» **Your assignment**
Find "old: &V, new: Option<&V>);" in the data below; transcribe the line it appears on and each line after it, exactly, to the end, and nothing else.

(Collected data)
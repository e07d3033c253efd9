use std::sync::atomic::{AtomicU64, Ordering};
use std::sync::{Arc, Barrier, OnceLock};
use std::thread;

use parking_lot::Mutex;
use recency_cache::{Cache, CacheBuilder};

#[test]
fn test_basic_operations() {
	let cache: Cache<String, String> = Cache::new(16).unwrap();

	let key = "test".to_string();
	let value = "hello world".to_string();

	assert_eq!(cache.put(key.clone(), value.clone()).unwrap(), None);
	assert!(cache.contains(&key));
	assert_eq!(cache.get(&key).unwrap().as_deref(), Some(&value));

	let removed = cache.remove(&key).expect("key should exist");
	assert_eq!(*removed, value);
	assert!(!cache.contains(&key));
	assert!(cache.is_empty());
}

#[test]
fn test_recency_scenario_end_to_end() {
	// Insert a..e into a budget of 5, touch b, a, d, then insert f: the
	// untouched c is the victim and the snapshot reads LRU to MRU.
	let cache: Cache<&str, &str> = Cache::new(5).unwrap();
	for key in ["a", "b", "c", "d", "e"] {
		cache.put(key, key).unwrap();
	}
	cache.get(&"b").unwrap();
	cache.get(&"a").unwrap();
	cache.get(&"d").unwrap();
	cache.put("f", "f").unwrap();

	let keys: Vec<&str> = cache.snapshot().keys().copied().collect();
	assert_eq!(keys, vec!["e", "b", "a", "d", "f"]);
	assert_eq!(cache.eviction_count(), 1);
}

#[test]
fn test_concurrent_access_stays_bounded() {
	const BUDGET: u64 = 100;
	let cache = Arc::new(
		CacheBuilder::new(BUDGET)
			.weigher(|_: &u64, value: &Vec<u8>| value.len() as i64)
			.build()
			.unwrap(),
	);

	let mut handles = vec![];
	for t in 0..4u64 {
		let cache = Arc::clone(&cache);
		handles.push(thread::spawn(move || {
			for i in 0..200 {
				let key = t * 1000 + i;
				cache.put(key, vec![0u8; 10]).unwrap();
				if let Some(value) = cache.get(&key).unwrap() {
					assert_eq!(value.len(), 10);
				}
			}
		}));
	}
	for handle in handles {
		handle.join().expect("thread should not panic");
	}

	// The budget holds after every completed operation, and the weight
	// total matches the surviving contents.
	assert!(cache.size() <= BUDGET);
	let weight_sum: u64 = cache.snapshot().values().map(|v| v.len() as u64).sum();
	assert_eq!(cache.size(), weight_sum);
}

#[test]
fn test_create_race_single_winner() {
	let discards: Arc<Mutex<Vec<(bool, String, u64, Option<u64>)>>> =
		Arc::new(Mutex::new(Vec::new()));
	let barrier = Arc::new(Barrier::new(2));
	let sequence = Arc::new(AtomicU64::new(0));

	let loader_barrier = Arc::clone(&barrier);
	let loader_sequence = Arc::clone(&sequence);
	let listener_discards = Arc::clone(&discards);

	let cache = Arc::new(
		CacheBuilder::new(16)
			.loader(move |_key: &String| {
				// Each call produces a distinct value, and neither thread
				// gets to commit before both have finished loading.
				let value = loader_sequence.fetch_add(1, Ordering::SeqCst);
				loader_barrier.wait();
				Some(value)
			})
			.removal_listener(move |evicted: bool, key: &String, old: &u64, new: Option<&u64>| {
				listener_discards.lock().push((evicted, key.clone(), *old, new.copied()));
			})
			.build()
			.unwrap(),
	);

	let mut handles = vec![];
	for _ in 0..2 {
		let cache = Arc::clone(&cache);
		handles.push(thread::spawn(move || {
			*cache.get(&"x".to_string()).unwrap().expect("loader produced a value")
		}));
	}
	let results: Vec<u64> =
		handles.into_iter().map(|h| h.join().expect("thread should not panic")).collect();

	// Exactly one entry, one committed create, and both callers observed
	// the same winning value.
	assert_eq!(cache.len(), 1);
	assert_eq!(cache.size(), 1);
	assert_eq!(cache.create_count(), 1);
	assert_eq!(cache.miss_count(), 2);
	let winner = *cache.get(&"x".to_string()).unwrap().expect("entry is present");
	assert_eq!(results, vec![winner, winner]);

	// The loser was reported exactly once: not an eviction, loser value
	// distinct from the winner, winner attached as the replacement.
	let discards = discards.lock();
	assert_eq!(discards.len(), 1);
	let (evicted, ref key, loser, new) = discards[0];
	assert!(!evicted);
	assert_eq!(key, "x");
	assert_ne!(loser, winner);
	assert_eq!(new, Some(winner));
}

#[test]
fn test_loader_may_touch_other_keys() {
	// The loader runs with the cache lock released, so populating one key
	// may read or write unrelated keys of the same cache.
	let slot: Arc<OnceLock<Arc<Cache<String, String>>>> = Arc::new(OnceLock::new());
	let loader_slot = Arc::clone(&slot);

	let cache = Arc::new(
		CacheBuilder::new(16)
			.loader(move |key: &String| {
				if key == "primary" {
					let cache = loader_slot.get().expect("cache is installed");
					cache.put("side".to_string(), "effect".to_string()).unwrap();
				}
				Some(key.to_uppercase())
			})
			.build()
			.unwrap(),
	);
	assert!(slot.set(Arc::clone(&cache)).is_ok());

	let loaded = cache.get(&"primary".to_string()).unwrap().expect("loader produced a value");
	assert_eq!(*loaded, "PRIMARY");
	assert_eq!(cache.get(&"side".to_string()).unwrap().as_deref(), Some(&"effect".to_string()));
	assert_eq!(cache.len(), 2);
	assert_eq!(cache.create_count(), 1);
	assert_eq!(cache.put_count(), 1);
}

#[test]
fn test_concurrent_mixed_workload_keeps_invariants() {
	let cache = Arc::new(
		CacheBuilder::new(64)
			.loader(|key: &u64| Some(*key))
			.build()
			.unwrap(),
	);

	let mut handles = vec![];
	for t in 0..4u64 {
		let cache = Arc::clone(&cache);
		handles.push(thread::spawn(move || {
			for i in 0..500 {
				let key = (t * 131 + i) % 96;
				match i % 3 {
					0 => {
						cache.put(key, key).unwrap();
					}
					1 => {
						cache.get(&key).unwrap();
					}
					_ => {
						cache.remove(&key);
					}
				}
			}
		}));
	}
	for handle in handles {
		handle.join().expect("thread should not panic");
	}

	assert!(cache.size() <= 64);
	assert_eq!(cache.size(), cache.len() as u64);
	assert_eq!(cache.snapshot().len(), cache.len());
}

#[test]
fn test_cache_is_send_sync() {
	fn assert_send<T: Send>() {}
	fn assert_sync<T: Sync>() {}

	assert_send::<Cache<String, Vec<u8>>>();
	assert_sync::<Cache<String, Vec<u8>>>();
}
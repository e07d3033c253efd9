//! Error type for cache contract violations.

use thiserror::Error;

/// Errors surfaced by the cache.
///
/// Every variant is a synchronous, local contract violation. The cache
/// performs no I/O, so there is nothing transient to retry: an error means
/// the call was rejected before any state change was committed.
#[derive(Debug, Clone, Copy, PartialEq, Eq, Error)]
pub enum CacheError {
	/// The weight budget passed at construction was zero.
	#[error("cache capacity must be a positive weight")]
	ZeroCapacity,

	/// A [`Weigher`](crate::Weigher) returned a negative weight for an entry.
	///
	/// Checked before any mutation is committed, so the cache is left exactly
	/// as it was before the failing call.
	#[error("weigher returned negative weight {weight} for an entry")]
	NegativeWeight {
		/// The offending weigher result.
		weight: i64,
	},
}
//! Extension points supplied by the embedding application.
//!
//! All three behaviors are injected rather than inherited: the engine holds
//! them as trait objects, and blanket impls let plain closures plug in
//! directly through [`CacheBuilder`](crate::CacheBuilder).
//!
//! Every callback runs synchronously on the calling thread. The weigher and
//! removal listener are invoked while the cache's internal lock is held, so
//! they must not re-enter the same cache instance; the loader runs with the
//! lock released and may freely touch *other* keys of the same cache.

/// Computes the weight an entry counts toward the capacity budget.
///
/// A result `< 0` fails the surrounding operation with
/// [`CacheError::NegativeWeight`](crate::CacheError::NegativeWeight) before
/// anything is mutated. The default weigher returns `1` for every entry, so
/// the budget counts entries.
pub trait Weigher<K, V>: Send + Sync {
	/// Weight of `value` when stored under `key`.
	fn weigh(&self, key: &K, value: &V) -> i64;
}

impl<K, V, F> Weigher<K, V> for F
where
	F: Fn(&K, &V) -> i64 + Send + Sync,
{
	fn weigh(&self, key: &K, value: &V) -> i64 {
		self(key, value)
	}
}

/// Lazily computes a missing value during [`Cache::get`](crate::Cache::get).
///
/// Runs without the cache lock held, so a slow load never blocks operations
/// on other keys. Concurrent misses on the same key may each run the loader;
/// the first result committed wins and the rest are discarded (see
/// [`RemovalListener`]).
pub trait Loader<K, V>: Send + Sync {
	/// Produce a value for `key`, or `None` if the key cannot be populated.
	fn load(&self, key: &K) -> Option<V>;
}

impl<K, V, F> Loader<K, V> for F
where
	F: Fn(&K) -> Option<V> + Send + Sync,
{
	fn load(&self, key: &K) -> Option<V> {
		self(key)
	}
}

/// Observes every entry removal.
///
/// `evicted` is `true` only for capacity-triggered evictions. All other
/// paths pass `false`:
///
/// - overwrite by `put`: `new` is the replacing value,
/// - explicit `remove`: `new` is `None`,
/// - a created value losing the commit race: `old` is the discarded loser,
///   `new` is the committed winner.
///
/// [`Cache::evict_all`](crate::Cache::evict_all) is a bulk clear and fires
/// no per-entry notifications.
///
/// The listener runs while the cache lock is held and must not call back
/// into the same cache instance.
pub trait RemovalListener<K, V>: Send + Sync {
	/// An entry for `key` holding `old` was removed.
	fn on_removed(&self, evicted: bool, key: &K, old: &V, new: Option<&V>);
}

impl<K, V, F> RemovalListener<K, V> for F
where
	F: Fn(bool, &K, &V, Option<&V>) + Send + Sync,
{
	fn on_removed(&self, evicted: bool, key: &K, old: &V, new: Option<&V>) {
		self(evicted, key, old, new)
	}
}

» **Answer area**
	fn on_removed(&self, evicted: bool, key: &K, old: &V, new: Option<&V>);
}

impl<K, V, F> RemovalListener<K, V> for F
where
	F: Fn(bool, &K, &V, Option<&V>) + Send + Sync,
{
	fn on_removed(&self, evicted: bool, key: &K, old: &V, new: Option<&V>) {
		self(evicted, key, old, new)
	}
}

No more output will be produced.